_Given data_:
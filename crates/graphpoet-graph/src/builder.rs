//! CorpusBuilder for constructing word-affinity graphs.
//!
//! The builder scans corpus text line by line, word by word:
//!
//! 1. Split each line on whitespace runs
//! 2. Fold each word to lower case and ensure it is a vertex
//! 3. Increment the edge from the previous word on the same line
//!
//! Adjacency never crosses a line boundary. A corpus with no words yields an
//! empty graph, which is a valid result.
//!
//! Line sources that fail mid-read abort the build: the builder is consumed
//! and no partially built graph is returned.

use crate::{VertexLabel, WeightedDirectedGraph};
use graphpoet_core::util::words::{fold_case, split_words};
use graphpoet_core::{Error, Result};
use serde::Serialize;
use std::fs::File;
use std::io::{BufRead, BufReader};
use std::path::Path;

/// Statistics from a graph build operation.
#[derive(Clone, Debug, Default, PartialEq, Eq, Serialize)]
pub struct BuildStats {
    /// Corpus lines scanned (including blank lines).
    pub lines_read: usize,
    /// Words seen across all lines.
    pub tokens_seen: usize,
    /// Distinct vertices created.
    pub vertices_created: usize,
    /// Distinct edges created.
    pub edges_created: usize,
    /// Adjacent word pairs counted (sum of all edge weights).
    pub adjacencies_counted: usize,
}

// ============================================================================
// CorpusBuilder
// ============================================================================

/// Builder for constructing a word-affinity graph from corpus lines.
///
/// # Example
///
/// ```rust
/// use graphpoet_graph::CorpusBuilder;
///
/// let (graph, stats) = CorpusBuilder::new()
///     .with_lines(["a b a b"])
///     .unwrap()
///     .build();
///
/// assert_eq!(graph.weight("a", "b"), 2);
/// assert_eq!(graph.weight("b", "a"), 1);
/// assert_eq!(stats.tokens_seen, 4);
/// ```
#[derive(Debug, Default)]
pub struct CorpusBuilder {
    graph: WeightedDirectedGraph<String>,
    stats: BuildStats,
}

impl CorpusBuilder {
    /// Creates a builder with an empty graph.
    pub fn new() -> Self {
        Self::default()
    }

    /// Ingests every line from an in-memory line source.
    pub fn with_lines<I, S>(mut self, lines: I) -> Result<Self>
    where
        I: IntoIterator<Item = S>,
        S: AsRef<str>,
    {
        for line in lines {
            self.ingest_line(line.as_ref())?;
        }
        Ok(self)
    }

    /// Ingests every line from a buffered reader.
    ///
    /// Any read failure is reported as [`Error::CorpusUnavailable`].
    pub fn with_reader<R: BufRead>(self, reader: R) -> Result<Self> {
        self.read_lines(reader, None)
    }

    /// Ingests every line of the file at `path`.
    ///
    /// Failure to open or read the file is reported as
    /// [`Error::CorpusUnavailable`] carrying the path.
    pub fn with_path(self, path: impl AsRef<Path>) -> Result<Self> {
        let path = path.as_ref();
        let file = File::open(path).map_err(|e| Error::corpus_io_with_path(e, path))?;
        log::info!("Reading corpus from {}", path.display());
        self.read_lines(BufReader::new(file), Some(path))
    }

    /// Finishes the build, returning the graph and its statistics.
    pub fn build(self) -> (WeightedDirectedGraph<String>, BuildStats) {
        self.graph.check_rep();
        log::debug!(
            "Built affinity graph: {} lines, {} tokens, {} vertices, {} edges",
            self.stats.lines_read,
            self.stats.tokens_seen,
            self.stats.vertices_created,
            self.stats.edges_created
        );
        (self.graph, self.stats)
    }

    fn read_lines<R: BufRead>(mut self, reader: R, path: Option<&Path>) -> Result<Self> {
        for line in reader.lines() {
            let line = line.map_err(|e| match path {
                Some(p) => Error::corpus_io_with_path(e, p),
                None => Error::corpus_io(e),
            })?;
            self.ingest_line(&line)?;
        }
        Ok(self)
    }

    /// Adds one corpus line to the graph.
    fn ingest_line(&mut self, line: &str) -> Result<()> {
        self.stats.lines_read += 1;

        let mut previous: Option<String> = None;
        for word in split_words(line) {
            let word = fold_case(word);
            debug_assert!(!word.is_empty_label());
            self.stats.tokens_seen += 1;

            if self.graph.add_vertex(word.clone())? {
                self.stats.vertices_created += 1;
            }

            if let Some(prev) = previous.take() {
                if self.graph.increment_edge(prev, word.clone())? == 1 {
                    self.stats.edges_created += 1;
                }
                self.stats.adjacencies_counted += 1;
            }

            previous = Some(word);
        }
        Ok(())
    }
}

// ============================================================================
// Tests
// ============================================================================
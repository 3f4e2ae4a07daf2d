//! Common fixtures and helpers for GraphPoet integration tests.

use graphpoet::GraphPoet;
use std::path::PathBuf;

/// Path to a corpus file under `tests/fixtures`.
pub fn fixture(name: &str) -> PathBuf {
    PathBuf::from(env!("CARGO_MANIFEST_DIR"))
        .join("tests")
        .join("fixtures")
        .join(name)
}

/// Builds a poet from a named fixture corpus.
pub fn poet_from_fixture(name: &str) -> GraphPoet {
    GraphPoet::from_path(fixture(name)).expect("fixture corpus should load")
}
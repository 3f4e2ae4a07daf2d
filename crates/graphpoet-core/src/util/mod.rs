//! Utility modules for word handling.
//!
//! # Modules
//!
//! - [`words`]: Whitespace tokenization and case folding

pub mod words;
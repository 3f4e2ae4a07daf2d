mod config_loading;
mod corpus_files;
mod poems;
//! Word tokenization utilities.
//!
//! Tokens are maximal runs of non-whitespace characters. Punctuation is
//! part of the token, so `"system."` and `"system"` are different words.

/// Split a line into its whitespace-separated words.
///
/// Runs of whitespace collapse, and leading/trailing whitespace produces
/// no empty tokens.
///
/// # Examples
///
/// ```
/// use graphpoet_core::util::words::split_words;
///
/// let words: Vec<&str> = split_words("  To explore\tnew   worlds. ").collect();
/// assert_eq!(words, vec!["To", "explore", "new", "worlds."]);
/// assert_eq!(split_words("   ").count(), 0);
/// ```
pub fn split_words(line: &str) -> impl Iterator<Item = &str> {
    line.split_whitespace()
}

/// Fold a word to the form stored as a vertex label.
///
/// # Examples
///
/// ```
/// use graphpoet_core::util::words::fold_case;
///
/// assert_eq!(fold_case("HELLO"), "hello");
/// assert_eq!(fold_case("World."), "world.");
/// ```
pub fn fold_case(word: &str) -> String {
    word.to_lowercase()
}
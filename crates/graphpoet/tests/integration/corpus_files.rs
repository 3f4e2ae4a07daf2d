//! Integration tests for reading corpora from disk and streams.

use crate::common::fixture;
use graphpoet::{Error, GraphPoet};
use std::io::{BufReader, Cursor};
use tempfile::tempdir;

#[test]
fn test_missing_corpus_fails() {
    let dir = tempdir().unwrap();
    let missing = dir.path().join("absent.txt");

    let err = GraphPoet::from_path(&missing).unwrap_err();
    assert!(err.is_corpus_error());
    assert!(err.to_string().contains("absent.txt"));
}

#[test]
fn test_directory_as_corpus_fails() {
    let dir = tempdir().unwrap();
    let result = GraphPoet::from_path(dir.path());
    assert!(matches!(result, Err(Error::CorpusUnavailable { .. })));
}

#[test]
fn test_empty_corpus_file() {
    let poet = GraphPoet::from_path(fixture("empty.txt")).unwrap();
    assert!(poet.graph().is_empty());
    assert_eq!(poet.stats().lines_read, 0);
    assert_eq!(poet.poem("Hello world"), "Hello world");
}

#[test]
fn test_reader_and_path_agree() {
    let path = fixture("basic-corpus.txt");
    let from_path = GraphPoet::from_path(&path).unwrap();

    let content = std::fs::read_to_string(&path).unwrap();
    let from_reader = GraphPoet::from_reader(BufReader::new(Cursor::new(content))).unwrap();

    assert_eq!(from_path.stats(), from_reader.stats());
    assert_eq!(from_path.graph().vertices(), from_reader.graph().vertices());
    assert_eq!(from_path.to_string(), from_reader.to_string());
}

#[test]
fn test_corpus_lines_do_not_join() {
    let dir = tempdir().unwrap();
    let corpus = dir.path().join("corpus.txt");
    std::fs::write(&corpus, "alpha beta\ngamma delta\n").unwrap();

    let poet = GraphPoet::from_path(&corpus).unwrap();
    assert_eq!(poet.graph().weight("beta", "gamma"), 0);
    assert_eq!(poet.poem("alpha gamma"), "alpha gamma");
}

#[test]
fn test_weights_accumulate_across_lines() {
    let dir = tempdir().unwrap();
    let corpus = dir.path().join("corpus.txt");
    std::fs::write(&corpus, "a b a b\nA B\n").unwrap();

    let poet = GraphPoet::from_path(&corpus).unwrap();
    assert_eq!(poet.graph().weight("a", "b"), 3);
    assert_eq!(poet.graph().weight("b", "a"), 1);
    assert_eq!(poet.graph().outgoing("a").len(), 1);
    assert_eq!(poet.graph().incoming("a").len(), 1);
}
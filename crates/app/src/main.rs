use bevy::prelude::*;
use bevy::window::PresentMode;
use bevy::winit::{UpdateMode, WinitSettings};

use terrain::TerrainSettings;

fn main() {
    let mut app = App::new();

    app.add_plugins(DefaultPlugins.set(WindowPlugin {
        primary_window: Some(Window {
            title: "Endless Mountains".to_string(),
            resolution: (1280.0, 720.0).into(),
            present_mode: PresentMode::AutoVsync,
            ..default()
        }),
        ..default()
    }))
    .insert_resource(WinitSettings {
        focused_mode: UpdateMode::reactive_low_power(std::time::Duration::from_millis(16)),
        unfocused_mode: UpdateMode::reactive_low_power(std::time::Duration::from_millis(100)),
    })
    .add_plugins((
        terrain::TerrainPlugin,
        rendering::RenderingPlugin,
        ui::UiPlugin,
    ));

    // Optional settings file: overrides the default TerrainSettings resource
    // before startup systems run.
    if let Ok(path) = std::env::var("ENDLESS_MOUNTAINS_SETTINGS") {
        match load_settings(&path) {
            Ok(settings) => {
                info!("loaded terrain settings from {path}");
                app.insert_resource(settings);
            }
            Err(e) => {
                warn!("ignoring settings file {path}: {e}");
            }
        }
    }

    app.run();
}

fn load_settings(path: &str) -> Result<TerrainSettings, String> {
    let contents = std::fs::read_to_string(path).map_err(|e| e.to_string())?;
    let mut settings: TerrainSettings =
        serde_json::from_str(&contents).map_err(|e| e.to_string())?;
    settings.sanitize();
    Ok(settings)
}
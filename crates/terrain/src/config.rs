use std::ops::RangeInclusive;

pub const GRID_SIZE: usize = 64;
pub const SEGMENT_COUNT: usize = 4;
pub const SEGMENT_DEPTH: f32 = 2000.0;
pub const SEGMENT_WIDTH: f32 = 5000.0;

/// Base spatial frequency of the first noise octave, in cycles per world unit.
pub const BASE_FREQUENCY: f32 = 0.0025;

/// Frequency multiplier for the ridge shaping pass. Below 1 so ridges come
/// from a coarser sample than the base terrain.
pub const RIDGE_FREQUENCY: f32 = 0.4;
/// Frequency multiplier for the peak shaping pass.
pub const PEAK_FREQUENCY: f32 = 0.7;
/// Coordinate shift that decorrelates the peak pass from the base pass.
pub const PEAK_SHIFT: f32 = 127.1;

pub const BASE_WEIGHT: f32 = 0.5;
pub const RIDGE_WEIGHT: f32 = 0.35;
pub const PEAK_WEIGHT: f32 = 0.8;

/// Lower clamp on normalized elevation so terrain never inverts below the
/// ground plane by more than a shallow trough.
pub const ELEVATION_FLOOR: f32 = -0.05;

/// Upper bound of the normalized (pre height-scale) elevation. The ridge and
/// peak terms are both in [0, 1], the base term in [-1, 1].
pub const MAX_RELATIVE_ELEVATION: f32 = BASE_WEIGHT + RIDGE_WEIGHT + PEAK_WEIGHT;

/// Noise-offset units accumulated per world unit scrolled. Small, so terrain
/// character drifts slowly between regenerations.
pub const NOISE_DRIFT_RATE: f32 = 0.02;

pub const MAX_OCTAVES: u32 = 8;

pub const SCROLL_SPEED_RANGE: RangeInclusive<f32> = 0.0..=1200.0;
pub const HEIGHT_SCALE_RANGE: RangeInclusive<f32> = 0.0..=600.0;
pub const ROUGHNESS_RANGE: RangeInclusive<f32> = 0.2..=0.85;
pub const OCTAVES_RANGE: RangeInclusive<u32> = 1..=MAX_OCTAVES;

pub const DEFAULT_SCROLL_SPEED: f32 = 240.0;
pub const DEFAULT_HEIGHT_SCALE: f32 = 220.0;
pub const DEFAULT_ROUGHNESS: f32 = 0.55;
pub const DEFAULT_OCTAVES: u32 = 5;
pub const DEFAULT_SEED: u64 = 1977;
use bevy::prelude::*;

pub mod camera;
pub mod input;
pub mod terrain_mesh;

pub struct RenderingPlugin;

impl Plugin for RenderingPlugin {
    fn build(&self, app: &mut App) {
        app.insert_resource(ClearColor(camera::HORIZON_COLOR))
            .add_systems(
                Startup,
                (
                    camera::setup_camera,
                    setup_lighting,
                    terrain_mesh::spawn_segment_meshes,
                )
                    .chain(),
            )
            .add_systems(
                Update,
                (
                    input::adjust_settings_keyboard,
                    terrain_mesh::sync_segment_transforms.after(terrain::advance_terrain),
                    terrain_mesh::refresh_wrapped_segments.after(terrain::advance_terrain),
                ),
            );
    }
}

fn setup_lighting(mut commands: Commands) {
    // Flat ambient fill; the ridge silhouettes come from the sun angle.
    commands.insert_resource(AmbientLight {
        color: Color::srgb(0.75, 0.8, 0.95),
        brightness: 220.0,
    });

    // Low sun from the side so slopes pick up contrast.
    commands.spawn((
        DirectionalLight {
            illuminance: 9000.0,
            color: Color::srgb(1.0, 0.93, 0.82),
            shadows_enabled: false,
            ..default()
        },
        Transform::from_rotation(Quat::from_euler(
            EulerRot::XYZ,
            -std::f32::consts::FRAC_PI_6,
            std::f32::consts::FRAC_PI_3,
            0.0,
        )),
    ));
}
//! Fixed flight camera with distance fog.
//!
//! The camera never moves; the terrain scrolls underneath it. Fog fades the
//! rear segments into the horizon color so regeneration pops are invisible.

use bevy::color::Srgba;
use bevy::pbr::{DistanceFog, FogFalloff};
use bevy::prelude::*;

use terrain::TerrainScroller;

pub const HORIZON_COLOR: Color = Color::Srgba(Srgba {
    red: 0.74,
    green: 0.78,
    blue: 0.86,
    alpha: 1.0,
});

/// Camera height above the ground plane.
const CAMERA_HEIGHT: f32 = 320.0;
/// Downward aim point, a little below the horizon.
const LOOK_AT_HEIGHT: f32 = 40.0;

pub fn setup_camera(mut commands: Commands, scroller: Res<TerrainScroller>) {
    let depth = scroller.layout().depth();
    let count = scroller.layout().count() as f32;

    // Fog starts past the nearest segment and is opaque before the rear
    // position where wrapped segments reappear (their near edge is at
    // depth * (count - 1.5) from the camera).
    let fog_start = depth * 0.8;
    let fog_end = depth * (count - 1.5);

    commands.spawn((
        Camera3d::default(),
        Transform::from_xyz(0.0, CAMERA_HEIGHT, 0.0)
            .looking_at(Vec3::new(0.0, LOOK_AT_HEIGHT, -depth), Vec3::Y),
        DistanceFog {
            color: HORIZON_COLOR,
            falloff: FogFalloff::Linear {
                start: fog_start,
                end: fog_end,
            },
            ..default()
        },
    ));
}
//! Terrain control panel.
//!
//! An egui window with sliders for the runtime parameters and a seed field
//! with a regenerate button. The panel owns no terrain logic: slider writes
//! go through the clamped `TerrainSettings` setters and regeneration is a
//! `ReseedTerrain` event consumed by the terrain crate. Toggle with C.

use bevy::prelude::*;
use bevy_egui::{egui, EguiContexts};

use terrain::config::{
    HEIGHT_SCALE_RANGE, OCTAVES_RANGE, ROUGHNESS_RANGE, SCROLL_SPEED_RANGE,
};
use terrain::{ReseedTerrain, TerrainSettings};

/// Whether the control panel window is visible.
#[derive(Resource)]
pub struct ControlPanelState {
    pub visible: bool,
}

impl Default for ControlPanelState {
    fn default() -> Self {
        Self { visible: true }
    }
}

/// Seed value being edited in the panel, applied only on "Regenerate".
#[derive(Resource, Default)]
pub struct SeedDraft(pub u64);

/// Startup: the seed field starts at whatever seed the settings carry.
pub fn init_seed_draft(settings: Res<TerrainSettings>, mut seed_draft: ResMut<SeedDraft>) {
    seed_draft.0 = settings.seed();
}

pub fn toggle_panel_key(keys: Res<ButtonInput<KeyCode>>, mut state: ResMut<ControlPanelState>) {
    if keys.just_pressed(KeyCode::KeyC) {
        state.visible = !state.visible;
    }
}

pub fn control_panel_ui(
    mut contexts: EguiContexts,
    mut state: ResMut<ControlPanelState>,
    mut settings: ResMut<TerrainSettings>,
    mut seed_draft: ResMut<SeedDraft>,
    mut reseed: EventWriter<ReseedTerrain>,
) {
    if !state.visible {
        return;
    }

    let mut open = true;
    egui::Window::new("Terrain")
        .open(&mut open)
        .resizable(false)
        .default_width(260.0)
        .show(contexts.ctx_mut(), |ui| {
            ui.spacing_mut().item_spacing.y = 8.0;

            let mut speed = settings.scroll_speed();
            if ui
                .add(
                    egui::Slider::new(&mut speed, SCROLL_SPEED_RANGE)
                        .text("scroll speed"),
                )
                .changed()
            {
                settings.set_scroll_speed(speed);
            }

            let mut height = settings.height_scale();
            if ui
                .add(
                    egui::Slider::new(&mut height, HEIGHT_SCALE_RANGE)
                        .text("mountain height"),
                )
                .changed()
            {
                settings.set_height_scale(height);
            }

            let mut roughness = settings.roughness();
            if ui
                .add(egui::Slider::new(&mut roughness, ROUGHNESS_RANGE).text("roughness"))
                .changed()
            {
                settings.set_roughness(roughness);
            }

            let mut octaves = settings.octaves();
            if ui
                .add(egui::Slider::new(&mut octaves, OCTAVES_RANGE).text("octaves"))
                .changed()
            {
                settings.set_octaves(octaves);
            }

            ui.separator();

            ui.horizontal(|ui| {
                ui.label("seed");
                ui.add(egui::DragValue::new(&mut seed_draft.0));
                if ui.button("Regenerate").clicked() {
                    reseed.send(ReseedTerrain { seed: seed_draft.0 });
                }
            });

            ui.small("height and roughness changes apply as segments wrap");
        });

    if !open {
        state.visible = false;
    }
}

_What you have to do_:
Using the material above, quote the first line and each line after it, stopping at and including the line that holds "on whitespace runs".

_Result_:
filename crates/graphpoet-graph/src/builder.rs
//! CorpusBuilder for constructing word-affinity graphs.
//!
//! The builder scans corpus text line by line, word by word:
//!
//! 1. Split each line on whitespace runs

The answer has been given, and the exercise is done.